Dataset entries
--*--

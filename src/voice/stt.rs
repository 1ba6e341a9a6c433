//! Speech-to-text (STT) processing

use std::sync::Arc;

use async_trait::async_trait;

use super::{AudioFeed, CaptureOpts, CaptureOutcome, Transcriber};
use crate::{Error, Result};

/// Response from a Whisper-style transcription API
#[derive(serde::Deserialize)]
struct TranscriptionResponse {
    text: String,
}

/// Transcribes captured audio via a Whisper-style HTTP API
///
/// Audio bytes come from the injected [`AudioFeed`]; this type owns only
/// the network half of a capture attempt and the mapping of failures onto
/// [`CaptureOutcome`] variants.
pub struct RemoteTranscriber {
    client: reqwest::Client,
    api_base: String,
    api_key: String,
    model: String,
    feed: Arc<dyn AudioFeed>,
}

impl RemoteTranscriber {
    /// Create a new transcriber
    ///
    /// # Errors
    ///
    /// Returns error if the API key is missing
    pub fn new(
        api_base: String,
        api_key: String,
        model: String,
        feed: Arc<dyn AudioFeed>,
    ) -> Result<Self> {
        if api_key.is_empty() {
            return Err(Error::Config(
                "API key required for transcription".to_string(),
            ));
        }

        Ok(Self {
            client: reqwest::Client::new(),
            api_base,
            api_key,
            model,
            feed,
        })
    }

    /// Transcribe WAV audio bytes to text
    async fn transcribe(&self, audio: Vec<u8>, language: &str) -> Result<String> {
        tracing::debug!(audio_bytes = audio.len(), "starting transcription");

        let form = reqwest::multipart::Form::new()
            .part(
                "file",
                reqwest::multipart::Part::bytes(audio)
                    .file_name("audio.wav")
                    .mime_str("audio/wav")
                    .map_err(|e| Error::Stt(e.to_string()))?,
            )
            .text("model", self.model.clone())
            .text("language", language.to_string());

        let response = self
            .client
            .post(format!("{}/audio/transcriptions", self.api_base))
            .header("Authorization", format!("Bearer {}", self.api_key))
            .multipart(form)
            .send()
            .await?;

        let status = response.status();
        if !status.is_success() {
            let body = response.text().await.unwrap_or_default();
            tracing::error!(status = %status, body = %body, "transcription API error");
            return Err(Error::Stt(format!("transcription API error {status}")));
        }

        let result: TranscriptionResponse = response.json().await?;
        tracing::debug!(transcript = %result.text, "transcription complete");
        Ok(result.text)
    }
}

#[async_trait]
impl Transcriber for RemoteTranscriber {
    async fn capture(&self, opts: CaptureOpts) -> CaptureOutcome {
        let audio = match self.feed.record(opts.timeout, opts.phrase_limit).await {
            Ok(Some(bytes)) if !bytes.is_empty() => bytes,
            Ok(_) => return CaptureOutcome::Timeout,
            Err(e) => {
                tracing::warn!(error = %e, "audio capture failed");
                return CaptureOutcome::RecognitionFailed;
            }
        };

        match self.transcribe(audio, opts.language).await {
            Ok(text) => {
                let text = text.trim().to_string();
                if text.is_empty() {
                    CaptureOutcome::NoSpeech
                } else {
                    CaptureOutcome::Text(text)
                }
            }
            Err(e) => {
                tracing::warn!(error = %e, "transcription failed");
                CaptureOutcome::RecognitionFailed
            }
        }
    }
}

--*--

Here the goal is to repeat each entry exactly.

filename src/voice/stt.rs
repository 1ba6e341a9a6c433
//! Speech-to-text (STT) processing

use std::sync::Arc;

use async_trait::async_trait;

use super::{AudioFeed, CaptureOpts, CaptureOutcome, Transcriber};
use crate::{Error, Result};

/// Response from a Whisper-style transcription API
#[derive(serde::Deserialize)]
struct TranscriptionResponse {
    text: String,
}

/// Transcribes captured audio via a Whisper-style HTTP API
///
/// Audio bytes come from the injected [`AudioFeed`]; this type owns only
/// the network half of a capture attempt and the mapping of failures onto
/// [`CaptureOutcome`] variants.
pub struct RemoteTranscriber {
    client: reqwest::Client,
    api_base: String,
    api_key: String,
    model: String,
    feed: Arc<dyn AudioFeed>,
}

impl RemoteTranscriber {
    /// Create a new transcriber
    ///
    /// # Errors
    ///
    /// Returns error if the API key is missing
    pub fn new(
        api_base: String,
        api_key: String,
        model: String,
        feed: Arc<dyn AudioFeed>,
    ) -> Result<Self> {
        if api_key.is_empty() {
            return Err(Error::Config(
                "API key required for transcription".to_string(),
            ));
        }

        Ok(Self {
            client: reqwest::Client::new(),
            api_base,
            api_key,
            model,
            feed,
        })
    }

    /// Transcribe WAV audio bytes to text
    async fn transcribe(&self, audio: Vec<u8>, language: &str) -> Result<String> {
        tracing::debug!(audio_bytes = audio.len(), "starting transcription");

        let form = reqwest::multipart::Form::new()
            .part(
                "file",
                reqwest::multipart::Part::bytes(audio)
                    .file_name("audio.wav")
                    .mime_str("audio/wav")
                    .map_err(|e| Error::Stt(e.to_string()))?,
            )
            .text("model", self.model.clone())
            .text("language", language.to_string());

        let response = self
            .client
            .post(format!("{}/audio/transcriptions", self.api_base))
            .header("Authorization", format!("Bearer {}", self.api_key))
            .multipart(form)
            .send()
            .await?;

        let status = response.status();
        if !status.is_success() {
            let body = response.text().await.unwrap_or_default();
            tracing::error!(status = %status, body = %body, "transcription API error");
            return Err(Error::Stt(format!("transcription API error {status}")));
        }

        let result: TranscriptionResponse = response.json().await?;
        tracing::debug!(transcript = %result.text, "transcription complete");
        Ok(result.text)
    }
}

#[async_trait]
impl Transcriber for RemoteTranscriber {
    async fn capture(&self, opts: CaptureOpts) -> CaptureOutcome {
        let audio = match self.feed.record(opts.timeout, opts.phrase_limit).await {
            Ok(Some(bytes)) if !bytes.is_empty() => bytes,
            Ok(_) => return CaptureOutcome::Timeout,
            Err(e) => {
                tracing::warn!(error = %e, "audio capture failed");
                return CaptureOutcome::RecognitionFailed;
            }
        };

        match self.transcribe(audio, opts.language).await {
            Ok(text) => {
                let text = text.trim().to_string();
                if text.is_empty() {
                    CaptureOutcome::NoSpeech
                } else {
                    CaptureOutcome::Text(text)
                }
            }
            Err(e) => {
                tracing::warn!(error = %e, "transcription failed");
                CaptureOutcome::RecognitionFailed
            }
        }
    }
}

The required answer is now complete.